Created on
07-25-2019
04:58 AM
- last edited on
10-08-2019
06:41 AM
by
ask_bill_brooks
Hi,
We have a problem with Cluster Nifi not clearing content_repository. Before we run on Nifi cluster (1.8 version without Ambari) and we did not have that issue, content repository was clearing. Once we move all our flows to Nifi cluster (1.9 with Ambari) we are having issues with content repository filling up and eating all the space. Configurations are exactly the same, we are not receiving too many files open error etc. Content claims seems like is not a problem also. For now we need to restart Nifi cluster once a week to clean up content repository....
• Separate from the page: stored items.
use env_logger::{Env, Logger};
use log::{Log, Metadata, Record, SetLoggerError};
use std::sync::Mutex;

type LogHook = Box<dyn Fn(&str) + Send + 'static>;

/// Writes through env_logger and mirrors every formatted line to a hook,
/// e.g. a channel feeding the log pane of the window.
struct HookedLogger {
    inner: Logger,
    hook: Mutex<LogHook>,
}

impl Log for HookedLogger {
    fn enabled(&self, metadata: &Metadata) -> bool {
        self.inner.enabled(metadata)
    }

    fn log(&self, record: &Record) {
        if !self.inner.matches(record) {
            return;
        }
        self.inner.log(record);

        let line = format_line(record);
        if let Ok(hook) = self.hook.lock() {
            hook(&line);
        }
    }

    fn flush(&self) {
        self.inner.flush();
    }
}

fn build_logger(default_filter: &str) -> Logger {
    env_logger::Builder::from_env(Env::default().default_filter_or(default_filter)).build()
}

pub fn format_line(record: &Record) -> String {
    format!("[{} {}] {}", record.level(), record.target(), record.args())
}

/// Installs env_logger as the global logger. `RUST_LOG` overrides
/// `default_filter`.
pub fn init(default_filter: &str) -> Result<(), SetLoggerError> {
    let logger = build_logger(default_filter);
    let max_level = logger.filter();
    log::set_boxed_logger(Box::new(logger))?;
    log::set_max_level(max_level);
    Ok(())
}

/// Like [`init`], and also hands each emitted line to `hook`.
pub fn init_with_hook<F>(default_filter: &str, hook: F) -> Result<(), SetLoggerError>
where
    F: Fn(&str) + Send + 'static,
{
    let inner = build_logger(default_filter);
    let max_level = inner.filter();
    log::set_boxed_logger(Box::new(HookedLogger {
        inner,
        hook: Mutex::new(Box::new(hook)),
    }))?;
    log::set_max_level(max_level);
    Ok(())
}

#[cfg(test)]
mod tests {
    use super::*;
    use log::LevelFilter;
    use std::sync::Arc;

    fn collecting_logger(level: LevelFilter) -> (HookedLogger, Arc<Mutex<Vec<String>>>) {
        let lines = Arc::new(Mutex::new(Vec::new()));
        let sink = lines.clone();
        let logger = HookedLogger {
            inner: env_logger::Builder::new().filter_level(level).build(),
            hook: Mutex::new(Box::new(move |line: &str| {
                sink.lock().unwrap().push(line.to_owned());
            })),
        };
        (logger, lines)
    }

    #[test]
    fn hook_receives_enabled_lines() {
        let (logger, lines) = collecting_logger(LevelFilter::Info);
        logger.log(
            &Record::builder()
                .args(format_args!("Compression started"))
                .level(log::Level::Info)
                .target("greedy_compress::process")
                .build(),
        );
        assert_eq!(
            *lines.lock().unwrap(),
            vec!["[INFO greedy_compress::process] Compression started".to_owned()]
        );
    }

    #[test]
    fn hook_skips_filtered_lines() {
        let (logger, lines) = collecting_logger(LevelFilter::Info);
        logger.log(
            &Record::builder()
                .args(format_args!("chatty detail"))
                .level(log::Level::Debug)
                .target("greedy_compress::process")
                .build(),
        );
        assert!(lines.lock().unwrap().is_empty());
    }

    #[test]
    fn line_format() {
        let line = format_line(
            &Record::builder()
                .args(format_args!("Loaded {}", "a.png"))
                .level(log::Level::Info)
                .target("greedy_compress::source")
                .build(),
        );
        assert_eq!(line, "[INFO greedy_compress::source] Loaded a.png");
    }
}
Any idea why this is happening? Suggestions welcome:)
Regards,
B
Created on 10-08-2019 01:14 AM - edited 10-08-2019 01:15 AM
Hello,
I've exactly the same problem, I need to restart Nifi on a regular basis to have content_repository cleaned. When I go in data provenance, I can see that all the ContentFiles are in DROP state. My flow is really basic: syslog -> updateattribute -> HDFS
Please note that at the syslog level I work with batch of 1000 files.
What is the detail of your flow?
PS: Yes, I've read this: https://community.cloudera.com/t5/Community-Articles/Understanding-how-NiFi-s-Content-Repository-Arc... and also this https://community.cloudera.com/t5/Community-Articles/How-to-determine-which-FlowFiles-are-associated...
Created 11-07-2019 01:10 AM
Hello,
By chance, have you found anything around this problem? Nothing on my side unfortunatly 😞
Created 11-07-2019 06:17 AM
It is possible this is related to https://issues.apache.org/jira/browse/NIFI-6846. This has been merged into Apache NiFi master but not put in a release. If you're a Cloudera supported user please reach out for support on this.
Created 11-21-2019 11:48 PM
Hello @JoeWitt ,
Thanks for your feedback. Actually, my flowFile is created by a syslog processor. I see no error in the Nifi log file regarding processing, and by the way I think I collect all my data correctly.
Stéphane